I'm working on a new medical product that currently has all of its functionality branded. For example, instead of saying "Insurance" on the sidebar (which goes to a data table of insurance data), it is branded as "PIM" - Patient Insurance Manager. Basically there is an acronym for everything, instead of using common terms like "Users", "Patients", "Insurance", "Calls", etc.

I'm going to guess the medical field is simply used to dealing with obscured data and learning "complicated" systems. But from a UI perspective, it seems unintuitive to have a sidebar riddled with acronyms, primarily for marketing purposes. Management wants to be able to sell each element as a branded feature. My counter argument would be - how would you like your iPhone to have "APM" (Apple Setting Manager vs Settings), ITS (Internet Tune Storefront vs iTunes), etc. Simple sells too. :)

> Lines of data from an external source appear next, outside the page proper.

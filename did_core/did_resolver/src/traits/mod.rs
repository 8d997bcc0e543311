pub mod resolvable;
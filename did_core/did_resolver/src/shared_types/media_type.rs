use std::fmt::Display;

use serde::{Deserialize, Serialize};

#[derive(Serialize, Deserialize, Clone, Debug, PartialEq, Eq)]
pub enum MediaType {
    #[serde(rename = "application/did+json")]
    DidJson,
    #[serde(rename = "application/did+ld+json")]
    DidJsonLd,
    #[serde(rename = "application/ld+json")]
    JsonLd,
}

impl Display for MediaType {
    fn fmt(&self, f: &mut std::fmt::Formatter<'_>) -> std::fmt::Result {
        match self {
            MediaType::DidJson => write!(f, "application/did+json"),
            MediaType::DidJsonLd => write!(f, "application/did+ld+json"),
            MediaType::JsonLd => write!(f, "application/ld+json"),
        }
    }
}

Is there any case to be made against acronym soup and intentional obfuscation vs being as simple and straight forward as possible?

1 Answer 1


Well, that's exactly what UX is about - if prospect users are accustomed to acronyms, then the interface should use these; if they aren't, it shouldn't.

You cannot argue for or against acronyms just because they are acronyms - it really depends on the target users.

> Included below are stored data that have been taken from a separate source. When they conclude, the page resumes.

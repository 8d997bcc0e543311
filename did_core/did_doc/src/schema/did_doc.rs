use std::collections::HashMap;

use serde::{Deserialize, Serialize};
use serde_json::Value;

use super::{
    service::Service,
    utils::{fragment, null_as_default, OneOrList},
    verification_method::{VerificationMethod, VerificationMethodKind},
};

#[derive(Serialize, Deserialize, Clone, Debug, PartialEq, Default)]
#[serde(default)]
#[serde(rename_all = "camelCase")]
pub struct DidDocument {
    id: String,
    #[serde(skip_serializing_if = "Vec::is_empty")]
    #[serde(deserialize_with = "null_as_default")]
    also_known_as: Vec<String>,
    #[serde(skip_serializing_if = "Option::is_none")]
    controller: Option<OneOrList<String>>,
    #[serde(skip_serializing_if = "Vec::is_empty")]
    #[serde(deserialize_with = "null_as_default")]
    verification_method: Vec<VerificationMethod>,
    #[serde(skip_serializing_if = "Vec::is_empty")]
    #[serde(deserialize_with = "null_as_default")]
    authentication: Vec<VerificationMethodKind>,
    #[serde(skip_serializing_if = "Vec::is_empty")]
    #[serde(deserialize_with = "null_as_default")]
    assertion_method: Vec<VerificationMethodKind>,
    #[serde(skip_serializing_if = "Vec::is_empty")]
    #[serde(deserialize_with = "null_as_default")]
    key_agreement: Vec<VerificationMethodKind>,
    #[serde(skip_serializing_if = "Vec::is_empty")]
    #[serde(deserialize_with = "null_as_default")]
    capability_invocation: Vec<VerificationMethodKind>,
    #[serde(skip_serializing_if = "Vec::is_empty")]
    #[serde(deserialize_with = "null_as_default")]
    capability_delegation: Vec<VerificationMethodKind>,
    #[serde(skip_serializing_if = "Vec::is_empty")]
    #[serde(deserialize_with = "null_as_default")]
    service: Vec<Service>,
    #[serde(skip_serializing_if = "HashMap::is_empty")]
    #[serde(flatten)]
    extra: HashMap<String, Value>,
}

impl DidDocument {
    pub fn builder(id: impl Into<String>) -> DidDocumentBuilder {
        DidDocumentBuilder::new(id)
    }

    pub fn id(&self) -> &str {
        &self.id
    }

    pub fn also_known_as(&self) -> &[String] {
        self.also_known_as.as_ref()
    }

    pub fn controller(&self) -> Option<&OneOrList<String>> {
        self.controller.as_ref()
    }

    pub fn verification_method(&self) -> &[VerificationMethod] {
        self.verification_method.as_ref()
    }

    pub fn authentication(&self) -> &[VerificationMethodKind] {
        self.authentication.as_ref()
    }

    pub fn assertion_method(&self) -> &[VerificationMethodKind] {
        self.assertion_method.as_ref()
    }

    pub fn key_agreement(&self) -> &[VerificationMethodKind] {
        self.key_agreement.as_ref()
    }

    pub fn capability_invocation(&self) -> &[VerificationMethodKind] {
        self.capability_invocation.as_ref()
    }

    pub fn capability_delegation(&self) -> &[VerificationMethodKind] {
        self.capability_delegation.as_ref()
    }

    pub fn service(&self) -> &[Service] {
        self.service.as_ref()
    }

    pub fn extra_field(&self, key: &str) -> Option<&Value> {
        self.extra.get(key)
    }

    /// Looks up a method of the primary `verificationMethod` list, first by full id and then by
    /// fragment, so `#key-1` and `did:example:123#key-1` find the same entry.
    pub fn dereference_key(&self, reference: &str) -> Option<&VerificationMethod> {
        self.verification_method
            .iter()
            .find(|vm| vm.id() == reference)
            .or_else(|| {
                let wanted = fragment(reference)?;
                self.verification_method
                    .iter()
                    .find(|vm| fragment(vm.id()) == Some(wanted))
            })
    }
}

#[derive(Default, Debug)]
pub struct DidDocumentBuilder {
    id: String,
    also_known_as: Vec<String>,
    controller: Vec<String>,
    verification_method: Vec<VerificationMethod>,
    authentication: Vec<VerificationMethodKind>,
    assertion_method: Vec<VerificationMethodKind>,
    key_agreement: Vec<VerificationMethodKind>,
    capability_invocation: Vec<VerificationMethodKind>,
    capability_delegation: Vec<VerificationMethodKind>,
    service: Vec<Service>,
    extra: HashMap<String, Value>,
}

impl DidDocumentBuilder {
    pub fn new(id: impl Into<String>) -> Self {
        Self {
            id: id.into(),
            ..Default::default()
        }
    }

    pub fn add_also_known_as(mut self, also_known_as: impl Into<String>) -> Self {
        self.also_known_as.push(also_known_as.into());
        self
    }

    pub fn add_controller(mut self, controller: impl Into<String>) -> Self {
        self.controller.push(controller.into());
        self
    }

    pub fn add_verification_method(mut self, verification_method: VerificationMethod) -> Self {
        self.verification_method.push(verification_method);
        self
    }

    pub fn add_authentication_method(mut self, method: VerificationMethod) -> Self {
        self.authentication
            .push(VerificationMethodKind::Resolved(method));
        self
    }

    pub fn add_authentication_reference(mut self, reference: impl Into<String>) -> Self {
        self.authentication
            .push(VerificationMethodKind::Resolvable(reference.into()));
        self
    }

    pub fn add_assertion_method(mut self, method: VerificationMethod) -> Self {
        self.assertion_method
            .push(VerificationMethodKind::Resolved(method));
        self
    }

    pub fn add_assertion_method_reference(mut self, reference: impl Into<String>) -> Self {
        self.assertion_method
            .push(VerificationMethodKind::Resolvable(reference.into()));
        self
    }

    pub fn add_key_agreement(mut self, key_agreement: VerificationMethod) -> Self {
        self.key_agreement
            .push(VerificationMethodKind::Resolved(key_agreement));
        self
    }

    pub fn add_key_agreement_reference(mut self, reference: impl Into<String>) -> Self {
        self.key_agreement
            .push(VerificationMethodKind::Resolvable(reference.into()));
        self
    }

    pub fn add_capability_invocation(mut self, capability_invocation: VerificationMethod) -> Self {
        self.capability_invocation
            .push(VerificationMethodKind::Resolved(capability_invocation));
        self
    }

    pub fn add_capability_invocation_reference(mut self, reference: impl Into<String>) -> Self {
        self.capability_invocation
            .push(VerificationMethodKind::Resolvable(reference.into()));
        self
    }

    pub fn add_capability_delegation(mut self, capability_delegation: VerificationMethod) -> Self {
        self.capability_delegation
            .push(VerificationMethodKind::Resolved(capability_delegation));
        self
    }

    pub fn add_capability_delegation_reference(mut self, reference: impl Into<String>) -> Self {
        self.capability_delegation
            .push(VerificationMethodKind::Resolvable(reference.into()));
        self
    }

    pub fn add_service(mut self, service: impl Into<Service>) -> Self {
        self.service.push(service.into());
        self
    }

    pub fn add_extra_field(mut self, key: impl Into<String>, value: Value) -> Self {
        self.extra.insert(key.into(), value);
        self
    }

    pub fn build(self) -> DidDocument {
        let controller = if self.controller.is_empty() {
            None
        } else {
            Some(OneOrList::from(self.controller))
        };
        DidDocument {
            id: self.id,
            also_known_as: self.also_known_as,
            controller,
            verification_method: self.verification_method,
            authentication: self.authentication,
            assertion_method: self.assertion_method,
            key_agreement: self.key_agreement,
            capability_invocation: self.capability_invocation,
            capability_delegation: self.capability_delegation,
            service: self.service,
            extra: self.extra,
        }
    }
}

To give one example, consider the following photo:

A photo of a supernova in space

It was taken by the national aeronautics and space administration.

  • Ha?
  • NASA, that is.
  • Aaaaah!

Similarly, if you go to a audio standards site, most users will prefer the menu to show SMPTE, AES and DIN than Society of Motion Picture & Television Engineers, Audio Engineering Society and Deutsches Institut für Normung respectively. Very few audio engineers outside Germany know what DIN stands for, yet most know of DIN connectors.

Or, on a software recommendations site, some might be baffled by a category called Instant Messaging, but clear if it said IM. I can go on forever...

So your's is a clear-cut case calling for user testing.

  • All great points. Thanks for the perspective - I think you've sold me.